● TASK GOAL
No output is needed beyond the number of lines in the listing that contain the word "BinaryHeap".

═══

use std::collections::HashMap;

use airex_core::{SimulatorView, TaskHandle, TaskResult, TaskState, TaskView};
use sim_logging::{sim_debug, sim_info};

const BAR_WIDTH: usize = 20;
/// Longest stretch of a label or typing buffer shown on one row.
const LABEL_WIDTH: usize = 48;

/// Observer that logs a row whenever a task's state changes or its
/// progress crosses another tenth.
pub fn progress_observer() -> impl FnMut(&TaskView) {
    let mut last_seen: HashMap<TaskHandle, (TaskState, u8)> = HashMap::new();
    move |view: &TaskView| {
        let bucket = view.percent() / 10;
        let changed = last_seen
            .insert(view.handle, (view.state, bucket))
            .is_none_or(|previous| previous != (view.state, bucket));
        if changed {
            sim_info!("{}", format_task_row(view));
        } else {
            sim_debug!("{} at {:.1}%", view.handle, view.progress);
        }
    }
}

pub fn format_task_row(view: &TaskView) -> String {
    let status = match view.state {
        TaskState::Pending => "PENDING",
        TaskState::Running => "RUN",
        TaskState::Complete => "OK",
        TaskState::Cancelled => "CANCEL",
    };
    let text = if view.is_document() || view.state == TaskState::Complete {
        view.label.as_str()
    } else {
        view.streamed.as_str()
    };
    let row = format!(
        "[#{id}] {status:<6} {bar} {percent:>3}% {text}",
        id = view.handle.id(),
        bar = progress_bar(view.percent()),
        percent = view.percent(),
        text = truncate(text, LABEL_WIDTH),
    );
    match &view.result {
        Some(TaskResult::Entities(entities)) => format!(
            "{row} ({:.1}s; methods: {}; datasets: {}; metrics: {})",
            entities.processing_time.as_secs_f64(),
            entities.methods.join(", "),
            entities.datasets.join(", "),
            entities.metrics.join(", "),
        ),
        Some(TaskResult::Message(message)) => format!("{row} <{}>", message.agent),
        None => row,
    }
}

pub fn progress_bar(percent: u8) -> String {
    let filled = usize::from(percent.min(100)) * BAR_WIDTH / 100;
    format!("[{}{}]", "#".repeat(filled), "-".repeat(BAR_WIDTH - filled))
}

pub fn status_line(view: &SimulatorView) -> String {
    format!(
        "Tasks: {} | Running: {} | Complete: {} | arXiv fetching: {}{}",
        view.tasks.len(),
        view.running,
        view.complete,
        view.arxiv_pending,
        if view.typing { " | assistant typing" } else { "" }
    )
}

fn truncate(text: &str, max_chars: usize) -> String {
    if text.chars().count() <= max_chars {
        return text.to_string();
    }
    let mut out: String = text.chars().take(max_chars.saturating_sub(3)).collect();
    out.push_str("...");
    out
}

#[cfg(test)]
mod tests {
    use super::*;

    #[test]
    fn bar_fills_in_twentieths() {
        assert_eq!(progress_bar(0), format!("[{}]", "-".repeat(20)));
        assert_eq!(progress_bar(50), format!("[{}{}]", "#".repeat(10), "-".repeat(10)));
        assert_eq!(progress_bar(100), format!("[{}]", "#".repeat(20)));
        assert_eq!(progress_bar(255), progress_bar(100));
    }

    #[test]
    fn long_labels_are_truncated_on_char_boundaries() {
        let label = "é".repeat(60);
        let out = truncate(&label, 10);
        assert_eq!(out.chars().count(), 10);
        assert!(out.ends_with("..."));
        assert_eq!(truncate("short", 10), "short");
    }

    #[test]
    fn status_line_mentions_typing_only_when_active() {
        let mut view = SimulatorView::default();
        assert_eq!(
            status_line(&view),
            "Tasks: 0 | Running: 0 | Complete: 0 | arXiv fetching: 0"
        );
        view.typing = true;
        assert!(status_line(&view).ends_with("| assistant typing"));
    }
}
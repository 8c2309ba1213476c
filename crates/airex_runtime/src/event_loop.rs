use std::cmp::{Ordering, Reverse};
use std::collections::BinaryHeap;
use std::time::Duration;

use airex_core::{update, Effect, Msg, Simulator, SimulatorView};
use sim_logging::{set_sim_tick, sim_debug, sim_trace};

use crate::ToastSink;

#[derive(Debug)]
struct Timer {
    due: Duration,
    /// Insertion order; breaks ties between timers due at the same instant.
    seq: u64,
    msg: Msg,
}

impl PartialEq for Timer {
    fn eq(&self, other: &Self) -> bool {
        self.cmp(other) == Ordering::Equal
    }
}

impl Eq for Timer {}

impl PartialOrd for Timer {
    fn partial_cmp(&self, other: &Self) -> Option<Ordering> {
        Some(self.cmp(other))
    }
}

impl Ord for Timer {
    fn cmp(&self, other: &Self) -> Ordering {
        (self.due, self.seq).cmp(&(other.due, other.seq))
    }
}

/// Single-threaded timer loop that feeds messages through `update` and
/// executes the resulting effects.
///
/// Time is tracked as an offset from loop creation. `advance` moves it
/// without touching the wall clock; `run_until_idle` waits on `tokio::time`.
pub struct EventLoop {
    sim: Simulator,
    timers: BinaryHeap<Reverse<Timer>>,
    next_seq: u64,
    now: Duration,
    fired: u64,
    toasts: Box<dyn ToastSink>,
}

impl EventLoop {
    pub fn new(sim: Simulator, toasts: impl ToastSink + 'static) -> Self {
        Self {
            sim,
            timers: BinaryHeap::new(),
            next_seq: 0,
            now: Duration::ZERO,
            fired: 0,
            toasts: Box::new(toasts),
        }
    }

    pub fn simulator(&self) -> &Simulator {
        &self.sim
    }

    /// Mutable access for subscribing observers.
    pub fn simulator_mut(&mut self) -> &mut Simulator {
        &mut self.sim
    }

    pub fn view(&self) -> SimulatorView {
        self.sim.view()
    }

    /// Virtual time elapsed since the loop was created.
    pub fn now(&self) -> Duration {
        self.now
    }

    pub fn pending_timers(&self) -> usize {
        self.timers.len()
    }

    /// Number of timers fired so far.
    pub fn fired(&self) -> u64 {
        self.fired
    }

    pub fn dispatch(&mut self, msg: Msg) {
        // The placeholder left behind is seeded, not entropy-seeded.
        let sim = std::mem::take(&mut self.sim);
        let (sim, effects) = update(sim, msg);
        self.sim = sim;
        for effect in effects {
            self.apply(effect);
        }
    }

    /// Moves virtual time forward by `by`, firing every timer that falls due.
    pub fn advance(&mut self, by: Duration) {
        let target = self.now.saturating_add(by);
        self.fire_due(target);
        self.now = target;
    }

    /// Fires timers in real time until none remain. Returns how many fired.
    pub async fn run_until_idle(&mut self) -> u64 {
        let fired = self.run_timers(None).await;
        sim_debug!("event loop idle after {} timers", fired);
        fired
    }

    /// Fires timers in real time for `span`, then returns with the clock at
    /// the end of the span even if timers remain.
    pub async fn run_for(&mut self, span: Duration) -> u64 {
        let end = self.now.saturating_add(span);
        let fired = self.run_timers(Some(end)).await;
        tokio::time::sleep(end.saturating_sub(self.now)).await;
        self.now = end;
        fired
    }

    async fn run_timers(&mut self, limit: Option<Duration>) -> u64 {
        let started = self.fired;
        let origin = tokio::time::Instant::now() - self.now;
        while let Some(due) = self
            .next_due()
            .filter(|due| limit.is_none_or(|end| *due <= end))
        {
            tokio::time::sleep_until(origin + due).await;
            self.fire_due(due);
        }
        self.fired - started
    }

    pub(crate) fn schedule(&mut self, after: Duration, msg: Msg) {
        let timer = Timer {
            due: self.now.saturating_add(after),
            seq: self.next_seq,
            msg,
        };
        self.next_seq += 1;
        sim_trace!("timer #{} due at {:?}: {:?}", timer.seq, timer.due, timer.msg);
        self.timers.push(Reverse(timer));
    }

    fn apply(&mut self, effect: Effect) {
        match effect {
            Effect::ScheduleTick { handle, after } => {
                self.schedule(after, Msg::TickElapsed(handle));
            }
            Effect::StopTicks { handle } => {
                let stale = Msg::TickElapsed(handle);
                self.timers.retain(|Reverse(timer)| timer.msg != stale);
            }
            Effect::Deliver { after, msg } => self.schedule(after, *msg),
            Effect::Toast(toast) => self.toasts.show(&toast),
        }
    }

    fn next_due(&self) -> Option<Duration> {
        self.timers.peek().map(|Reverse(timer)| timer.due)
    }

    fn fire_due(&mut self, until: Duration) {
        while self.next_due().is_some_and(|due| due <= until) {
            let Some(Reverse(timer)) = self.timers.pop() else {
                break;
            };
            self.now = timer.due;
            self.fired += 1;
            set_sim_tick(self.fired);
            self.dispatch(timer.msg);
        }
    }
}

═══

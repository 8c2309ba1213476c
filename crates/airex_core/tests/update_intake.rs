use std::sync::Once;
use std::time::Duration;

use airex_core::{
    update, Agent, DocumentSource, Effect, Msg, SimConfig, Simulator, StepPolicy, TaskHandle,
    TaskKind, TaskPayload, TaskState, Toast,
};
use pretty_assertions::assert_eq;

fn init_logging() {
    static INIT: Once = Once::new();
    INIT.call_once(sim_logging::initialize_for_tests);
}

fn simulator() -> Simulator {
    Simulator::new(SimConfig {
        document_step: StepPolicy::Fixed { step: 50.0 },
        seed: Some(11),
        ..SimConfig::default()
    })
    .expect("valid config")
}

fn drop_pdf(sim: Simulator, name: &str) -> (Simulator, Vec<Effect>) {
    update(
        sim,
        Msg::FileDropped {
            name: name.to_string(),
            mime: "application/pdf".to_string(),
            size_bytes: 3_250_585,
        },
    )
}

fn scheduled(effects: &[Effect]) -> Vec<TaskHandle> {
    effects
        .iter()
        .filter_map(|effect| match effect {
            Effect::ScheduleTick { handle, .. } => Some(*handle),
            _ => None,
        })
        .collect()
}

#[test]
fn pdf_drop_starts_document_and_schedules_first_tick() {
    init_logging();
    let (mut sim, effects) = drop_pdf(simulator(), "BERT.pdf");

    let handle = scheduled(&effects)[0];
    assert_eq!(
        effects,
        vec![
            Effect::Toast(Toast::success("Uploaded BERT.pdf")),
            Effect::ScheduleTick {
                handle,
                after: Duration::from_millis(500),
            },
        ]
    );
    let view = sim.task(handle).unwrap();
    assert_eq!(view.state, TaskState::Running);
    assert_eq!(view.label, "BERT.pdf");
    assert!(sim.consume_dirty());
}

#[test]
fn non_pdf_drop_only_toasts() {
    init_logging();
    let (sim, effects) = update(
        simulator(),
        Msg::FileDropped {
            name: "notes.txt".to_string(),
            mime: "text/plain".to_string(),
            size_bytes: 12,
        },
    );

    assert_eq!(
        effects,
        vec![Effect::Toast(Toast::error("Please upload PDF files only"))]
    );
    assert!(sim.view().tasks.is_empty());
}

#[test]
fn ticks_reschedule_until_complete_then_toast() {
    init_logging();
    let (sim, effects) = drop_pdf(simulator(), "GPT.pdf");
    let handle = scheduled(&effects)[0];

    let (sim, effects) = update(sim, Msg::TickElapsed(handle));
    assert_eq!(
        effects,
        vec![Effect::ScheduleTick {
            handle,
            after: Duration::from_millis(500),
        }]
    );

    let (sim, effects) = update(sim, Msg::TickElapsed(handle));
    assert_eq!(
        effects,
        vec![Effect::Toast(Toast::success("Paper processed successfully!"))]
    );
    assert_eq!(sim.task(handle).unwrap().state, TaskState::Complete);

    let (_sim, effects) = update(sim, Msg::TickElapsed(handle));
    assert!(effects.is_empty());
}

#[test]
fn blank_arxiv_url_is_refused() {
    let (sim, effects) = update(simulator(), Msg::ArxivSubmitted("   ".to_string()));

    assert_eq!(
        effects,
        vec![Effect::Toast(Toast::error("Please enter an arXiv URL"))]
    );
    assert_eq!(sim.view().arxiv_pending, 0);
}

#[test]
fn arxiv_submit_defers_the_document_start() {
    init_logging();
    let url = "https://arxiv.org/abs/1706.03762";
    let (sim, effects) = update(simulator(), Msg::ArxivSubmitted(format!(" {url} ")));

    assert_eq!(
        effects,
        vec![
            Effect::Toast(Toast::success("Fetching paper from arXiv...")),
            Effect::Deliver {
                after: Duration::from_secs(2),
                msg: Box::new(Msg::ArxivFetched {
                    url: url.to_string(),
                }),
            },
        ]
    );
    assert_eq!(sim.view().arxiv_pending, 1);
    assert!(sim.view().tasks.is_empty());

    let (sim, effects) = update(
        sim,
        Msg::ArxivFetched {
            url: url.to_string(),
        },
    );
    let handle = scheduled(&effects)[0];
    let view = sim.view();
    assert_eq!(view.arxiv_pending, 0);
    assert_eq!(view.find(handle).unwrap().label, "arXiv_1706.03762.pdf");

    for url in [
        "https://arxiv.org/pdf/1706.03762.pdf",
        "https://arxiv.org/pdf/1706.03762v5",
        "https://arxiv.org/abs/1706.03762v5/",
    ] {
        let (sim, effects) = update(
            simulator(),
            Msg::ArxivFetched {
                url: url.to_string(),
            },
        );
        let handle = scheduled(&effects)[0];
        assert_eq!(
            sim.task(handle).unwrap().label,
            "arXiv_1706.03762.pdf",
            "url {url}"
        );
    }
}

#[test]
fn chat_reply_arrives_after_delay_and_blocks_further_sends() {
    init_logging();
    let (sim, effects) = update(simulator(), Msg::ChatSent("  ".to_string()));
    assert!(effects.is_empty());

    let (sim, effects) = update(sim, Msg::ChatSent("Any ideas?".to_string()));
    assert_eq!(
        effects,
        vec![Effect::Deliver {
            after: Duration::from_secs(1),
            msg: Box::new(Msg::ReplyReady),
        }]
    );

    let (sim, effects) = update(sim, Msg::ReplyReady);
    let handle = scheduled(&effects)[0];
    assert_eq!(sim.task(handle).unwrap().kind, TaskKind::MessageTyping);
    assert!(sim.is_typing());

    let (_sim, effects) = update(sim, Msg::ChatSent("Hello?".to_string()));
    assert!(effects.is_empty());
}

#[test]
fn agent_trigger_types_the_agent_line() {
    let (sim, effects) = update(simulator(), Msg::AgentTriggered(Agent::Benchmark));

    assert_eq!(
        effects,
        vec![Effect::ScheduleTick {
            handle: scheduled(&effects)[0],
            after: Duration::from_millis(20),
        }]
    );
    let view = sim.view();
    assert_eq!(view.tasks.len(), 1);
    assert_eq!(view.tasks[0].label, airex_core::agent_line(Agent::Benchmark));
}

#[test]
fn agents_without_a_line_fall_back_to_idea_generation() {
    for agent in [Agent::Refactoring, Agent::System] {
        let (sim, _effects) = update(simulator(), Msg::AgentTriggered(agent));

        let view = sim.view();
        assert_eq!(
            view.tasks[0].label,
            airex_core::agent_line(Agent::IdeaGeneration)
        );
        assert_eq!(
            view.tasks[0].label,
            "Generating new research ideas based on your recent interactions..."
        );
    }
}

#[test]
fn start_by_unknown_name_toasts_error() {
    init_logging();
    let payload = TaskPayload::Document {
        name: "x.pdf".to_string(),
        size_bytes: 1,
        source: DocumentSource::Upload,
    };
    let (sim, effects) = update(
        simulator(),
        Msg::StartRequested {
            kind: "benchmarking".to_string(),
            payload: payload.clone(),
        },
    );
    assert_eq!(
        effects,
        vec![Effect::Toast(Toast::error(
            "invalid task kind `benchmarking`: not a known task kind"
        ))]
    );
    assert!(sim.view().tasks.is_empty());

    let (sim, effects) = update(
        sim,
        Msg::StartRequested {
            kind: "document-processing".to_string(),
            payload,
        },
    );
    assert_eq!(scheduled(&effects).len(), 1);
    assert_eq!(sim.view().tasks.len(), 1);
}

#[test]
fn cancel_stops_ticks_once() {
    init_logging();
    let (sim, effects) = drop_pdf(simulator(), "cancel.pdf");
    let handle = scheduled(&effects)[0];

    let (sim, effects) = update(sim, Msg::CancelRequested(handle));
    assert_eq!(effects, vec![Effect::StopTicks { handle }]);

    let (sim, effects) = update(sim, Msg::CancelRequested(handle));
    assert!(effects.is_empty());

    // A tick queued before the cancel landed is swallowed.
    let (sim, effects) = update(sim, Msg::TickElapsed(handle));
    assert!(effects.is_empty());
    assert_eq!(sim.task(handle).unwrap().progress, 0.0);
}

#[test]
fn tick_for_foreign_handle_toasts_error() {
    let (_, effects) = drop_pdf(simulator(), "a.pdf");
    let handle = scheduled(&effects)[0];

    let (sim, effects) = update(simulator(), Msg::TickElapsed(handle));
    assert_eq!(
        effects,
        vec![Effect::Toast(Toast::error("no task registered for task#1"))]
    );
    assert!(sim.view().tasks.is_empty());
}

═══

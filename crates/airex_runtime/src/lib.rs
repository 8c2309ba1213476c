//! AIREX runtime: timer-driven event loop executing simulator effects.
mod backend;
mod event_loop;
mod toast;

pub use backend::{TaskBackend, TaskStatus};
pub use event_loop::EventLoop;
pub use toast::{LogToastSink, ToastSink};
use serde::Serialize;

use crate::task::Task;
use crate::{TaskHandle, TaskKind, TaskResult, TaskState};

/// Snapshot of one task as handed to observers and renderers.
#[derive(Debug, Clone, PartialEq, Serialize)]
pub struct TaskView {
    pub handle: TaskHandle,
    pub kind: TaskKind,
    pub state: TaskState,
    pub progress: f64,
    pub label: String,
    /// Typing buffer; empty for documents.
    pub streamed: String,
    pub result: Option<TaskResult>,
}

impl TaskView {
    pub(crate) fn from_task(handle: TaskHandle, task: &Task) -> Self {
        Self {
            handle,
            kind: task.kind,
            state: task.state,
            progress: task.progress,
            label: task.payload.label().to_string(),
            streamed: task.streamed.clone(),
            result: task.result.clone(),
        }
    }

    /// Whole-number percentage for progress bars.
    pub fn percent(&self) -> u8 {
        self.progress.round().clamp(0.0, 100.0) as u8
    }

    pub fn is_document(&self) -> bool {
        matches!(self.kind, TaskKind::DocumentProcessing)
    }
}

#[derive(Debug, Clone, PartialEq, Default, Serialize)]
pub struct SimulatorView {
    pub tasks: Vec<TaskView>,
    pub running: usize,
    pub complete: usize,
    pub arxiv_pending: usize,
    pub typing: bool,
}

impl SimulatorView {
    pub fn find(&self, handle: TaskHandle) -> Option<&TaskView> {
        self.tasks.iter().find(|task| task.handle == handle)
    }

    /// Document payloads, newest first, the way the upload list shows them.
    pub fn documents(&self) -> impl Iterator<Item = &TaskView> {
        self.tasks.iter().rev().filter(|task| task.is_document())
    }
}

═══

● TASK SOLUTION
3